Work required:
How many lines in these records hold the string "Male"? State only that number.

□ □ □ □ □ □ □

use chrono::{NaiveDate, Utc};
use std::collections::HashMap;

use crate::models::employee::{EmployeePatch, Gender, NewEmployee, STATES};

pub const GENDER_OPTIONS: [&str; 2] = ["Male", "Female"];

/// Widget family a field renders as. Option lists double as the set of
/// accepted values.
#[derive(Debug, Clone, Copy, PartialEq, Eq)]
pub enum FieldKind {
    Text,
    Radio(&'static [&'static str]),
    Date,
    Select(&'static [&'static str]),
    Checkbox,
}

/// One form field: the same definition drives rendering and validation.
#[derive(Debug, Clone, Copy)]
pub struct FieldSpec {
    pub name: &'static str,
    pub label: &'static str,
    pub kind: FieldKind,
    pub required: Option<&'static str>,
    pub min_len: Option<(usize, &'static str)>,
    pub one_of: Option<&'static str>,
    pub not_future: Option<&'static str>,
    pub placeholder: Option<&'static str>,
}

pub const EMPLOYEE_FIELDS: [FieldSpec; 5] = [
    FieldSpec {
        name: "fullName",
        label: "Full Name",
        kind: FieldKind::Text,
        required: Some("Full name is required"),
        min_len: Some((3, "Full name must be at least 3 characters")),
        one_of: None,
        not_future: None,
        placeholder: Some("Enter full name"),
    },
    FieldSpec {
        name: "gender",
        label: "Gender",
        kind: FieldKind::Radio(&GENDER_OPTIONS),
        required: Some("Gender is required"),
        min_len: None,
        one_of: Some("Gender must be Male or Female"),
        not_future: None,
        placeholder: None,
    },
    FieldSpec {
        name: "dob",
        label: "Date of Birth",
        kind: FieldKind::Date,
        required: Some("Date of birth is required"),
        min_len: None,
        one_of: None,
        not_future: Some("Date of birth cannot be in the future"),
        placeholder: None,
    },
    FieldSpec {
        name: "state",
        label: "State",
        kind: FieldKind::Select(&STATES),
        required: Some("State is required"),
        min_len: None,
        one_of: Some("Please select a valid state"),
        not_future: None,
        placeholder: Some("Select a state"),
    },
    FieldSpec {
        name: "isActive",
        label: "Active Employee",
        kind: FieldKind::Checkbox,
        required: None,
        min_len: None,
        one_of: None,
        not_future: None,
        placeholder: None,
    },
];

pub type FormValues = HashMap<String, String>;

#[derive(Debug, Clone, PartialEq, Eq)]
pub struct FieldError {
    pub field: String,
    pub message: String,
}

impl FieldError {
    pub fn new(field: &str, message: &str) -> Self {
        FieldError {
            field: field.to_string(),
            message: message.to_string(),
        }
    }
}

/// Runs every rule in the field table against the submitted values. At most
/// one error per field, in table order.
pub fn validate(fields: &[FieldSpec], values: &FormValues) -> Vec<FieldError> {
    let mut errors = Vec::new();
    for spec in fields {
        let raw = values.get(spec.name).map(|v| v.trim()).unwrap_or("");
        if raw.is_empty() {
            if let Some(message) = spec.required {
                errors.push(FieldError::new(spec.name, message));
            }
            continue;
        }
        if let Some((min, message)) = spec.min_len {
            if raw.chars().count() < min {
                errors.push(FieldError::new(spec.name, message));
                continue;
            }
        }
        match spec.kind {
            FieldKind::Radio(options) | FieldKind::Select(options) => {
                if !options.contains(&raw) {
                    if let Some(message) = spec.one_of {
                        errors.push(FieldError::new(spec.name, message));
                    }
                }
            }
            FieldKind::Date => match raw.parse::<NaiveDate>() {
                Ok(date) => {
                    if let Some(message) = spec.not_future {
                        if date > Utc::now().date_naive() {
                            errors.push(FieldError::new(spec.name, message));
                        }
                    }
                }
                Err(_) => {
                    if let Some(message) = spec.required {
                        errors.push(FieldError::new(spec.name, message));
                    }
                }
            },
            FieldKind::Text | FieldKind::Checkbox => {}
        }
    }
    errors
}

/// Typed view of a validated submission, minus the image which travels as a
/// separate upload part.
#[derive(Debug, Clone, PartialEq)]
pub struct EmployeeDraft {
    pub full_name: String,
    pub gender: Gender,
    pub dob: NaiveDate,
    pub state: String,
    pub is_active: bool,
}

impl EmployeeDraft {
    /// Only meaningful after `validate` passed; returns `None` when a value
    /// does not parse, which a validated submission never hits.
    pub fn from_values(values: &FormValues) -> Option<Self> {
        let full_name = values.get("fullName")?.trim().to_string();
        let gender = values.get("gender")?.parse::<Gender>().ok()?;
        let dob = values.get("dob")?.parse::<NaiveDate>().ok()?;
        let state = values.get("state")?.clone();
        let is_active = values.contains_key("isActive");
        Some(EmployeeDraft {
            full_name,
            gender,
            dob,
            state,
            is_active,
        })
    }

    pub fn into_new(self, profile_image: String) -> NewEmployee {
        NewEmployee {
            profile_image,
            full_name: self.full_name,
            gender: self.gender,
            dob: self.dob,
            state: self.state,
            is_active: self.is_active,
        }
    }

    pub fn into_patch(self, profile_image: Option<String>) -> EmployeePatch {
        EmployeePatch {
            profile_image,
            full_name: Some(self.full_name),
            gender: Some(self.gender),
            dob: Some(self.dob),
            state: Some(self.state),
            is_active: Some(self.is_active),
        }
    }
}
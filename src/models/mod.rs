pub mod employee;
pub mod filter;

□ □ □ □ □ □ □

Response:
2